I am thankful to say Mrs. Chapin and Billy Francis crossed with us and had a week with him. He was very weak. Could only whisper, and thought of every-thing and every-one, and we shall never see his like again, but it is good to
have known such a man. Bob is dreadfully broken up - and cannot express it, it is too deep - and he has lost a wonderful friend. Sir Wm. approved of his going to Naples - and he will return for Spring exams and try to pass on to the hospitals - but he says no-one thinks he will 'till Xmas of next
year. We had a happy Xmas - and Sally fitted in very sweetly - and it all seemed so wonderful to her, after her lonely life. They are very happy. And when I look back on all the turmoil and misunderstanding I thank God, that we did not lose our boy. And thank you and your wife for helping us all.
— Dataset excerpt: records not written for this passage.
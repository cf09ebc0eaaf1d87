//! Integration tests for the crawler
//!
//! These tests use wiremock to create mock HTTP servers and drive the scheduler and
//! the exchange pipeline end-to-end against a scratch database and archive directory.

mod common;
mod crawl_tests;
mod dedupe_tests;
fn origin_from_row(row: &Row<'_>) -> rusqlite::Result<OriginRecord> {
    let policy: Option<String> = row.get(7)?;
    Ok(OriginRecord {
        id: row.get(0)?,
        name: row.get(1)?,
        discovered: from_millis(row.get(2)?),
        last_visit: optional_date_column(row, 3)?,
        next_visit: optional_date_column(row, 4)?,
        robots_crawl_delay: row.get(5)?,
        robots_txt: row.get(6)?,
        crawl_policy: policy.as_deref().and_then(CrawlPolicy::from_db_string),
    })
}

fn location_from_row(row: &Row<'_>) -> rusqlite::Result<LocationRecord> {
    let type_text: String = row.get(3)?;
    let location_type = LocationType::from_db_string(&type_text)
        .ok_or_else(|| invalid_value(3, "location.type", type_text))?;
    Ok(LocationRecord {
        id: row.get(0)?,
        origin_id: row.get(1)?,
        url: row.get(2)?,
        location_type,
        depth: row.get(4)?,
        via: row.get(5)?,
        discovered: from_millis(row.get(6)?),
        last_visit: optional_date_column(row, 7)?,
        next_visit: optional_date_column(row, 8)?,
        priority: row.get(9)?,
        etag: row.get(10)?,
        last_modified: row.get(11)?,
        etag_response_id: optional_uuid_column(row, 12)?,
        etag_date: optional_date_column(row, 13)?,
        sitemap_changefreq: row.get(14)?,
        sitemap_priority: row.get(15)?,
        sitemap_lastmod: row.get(16)?,
        title: row.get(17)?,
    })
}

fn visit_from_row(row: &Row<'_>) -> rusqlite::Result<VisitRecord> {
    Ok(VisitRecord {
        id: uuid_column(row, 0)?,
        method: row.get(1)?,
        location_id: row.get(2)?,
        date: from_millis(row.get(3)?),
        status: row.get(4)?,
        content_type: row.get(5)?,
        content_length: row.get(6)?,
    })
}

fn record_type_column(row: &Row<'_>, idx: usize) -> rusqlite::Result<RecordType> {
    let text: String = row.get(idx)?;
    RecordType::parse(&text).ok_or_else(|| invalid_value(idx, "record.type", text))
}
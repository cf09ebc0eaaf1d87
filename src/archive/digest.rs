use crate::config::DigestAlgorithm;
use sha1::Sha1;
use sha2::{Digest, Sha256};
use std::fmt;

const BASE32_ALPHABET: &[u8; 32] = b"ABCDEFGHIJKLMNOPQRSTUVWXYZ234567";

/// Streaming payload hasher for one of the supported algorithms
pub enum PayloadHasher {
    Sha1(Sha1),
    Sha256(Sha256),
}

impl PayloadHasher {
    pub fn new(algorithm: DigestAlgorithm) -> Self {
        match algorithm {
            DigestAlgorithm::Sha1 => Self::Sha1(Sha1::new()),
            DigestAlgorithm::Sha256 => Self::Sha256(Sha256::new()),
        }
    }

    pub fn update(&mut self, data: &[u8]) {
        match self {
            Self::Sha1(hasher) => hasher.update(data),
            Self::Sha256(hasher) => hasher.update(data),
        }
    }

    pub fn finish(self) -> PayloadDigest {
        match self {
            Self::Sha1(hasher) => PayloadDigest {
                algorithm: DigestAlgorithm::Sha1,
                bytes: hasher.finalize().to_vec(),
            },
            Self::Sha256(hasher) => PayloadDigest {
                algorithm: DigestAlgorithm::Sha256,
                bytes: hasher.finalize().to_vec(),
            },
        }
    }
}

/// A payload digest, rendered as `sha1:BASE32` the way `WARC-Payload-Digest` carries it
#[derive(Debug, Clone, PartialEq, Eq)]
pub struct PayloadDigest {
    algorithm: DigestAlgorithm,
    bytes: Vec<u8>,
}

impl PayloadDigest {
    pub fn of(algorithm: DigestAlgorithm, data: &[u8]) -> Self {
        let mut hasher = PayloadHasher::new(algorithm);
        hasher.update(data);
        hasher.finish()
    }

    pub fn label(&self) -> String {
        self.to_string()
    }
}

impl fmt::Display for PayloadDigest {
    fn fmt(&self, f: &mut fmt::Formatter<'_>) -> fmt::Result {
        let name = match self.algorithm {
            DigestAlgorithm::Sha1 => "sha1",
            DigestAlgorithm::Sha256 => "sha256",
        };
        write!(f, "{}:{}", name, base32(&self.bytes))
    }
}

/// RFC 4648 base32 with padding
fn base32(data: &[u8]) -> String {
    let mut out = String::with_capacity((data.len() + 4) / 5 * 8);
    for chunk in data.chunks(5) {
        let mut buf = [0u8; 5];
        buf[..chunk.len()].copy_from_slice(chunk);
        let bits = buf.iter().fold(0u64, |acc, &b| (acc << 8) | u64::from(b));
        let symbols = (chunk.len() * 8 + 4) / 5;
        for i in 0..8 {
            if i < symbols {
                let index = ((bits >> (35 - i * 5)) & 0x1f) as usize;
                out.push(BASE32_ALPHABET[index] as char);
            } else {
                out.push('=');
            }
        }
    }
    out
}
Tho' still, I grieve,
that the boy has had no free happy times - before taking on such cares - for Sally will always I think be very delicate. How-ever the Dr. gives her another year to recover all together. And she is certainly much better.
Forgive this long letter - but I knew you would want to know about Sir Wm. The service at the Cathedral was most lovely - a Latin hymn that he loved - and a wonderful piece on the organ - and the Cathedral full. (Christ Church)
He is to be cremated to-day. And my daughter is with Lady Osler, and will remain for a while to help with the 1000's of cables and letters. My kindest remembrance to your wife. I am so very sorry to hear of Dr. Thayer's accident. If possible, do tell him how much I regret it. He, too, will feel the loss of that wonderful man.
My husband wishes to be remembered.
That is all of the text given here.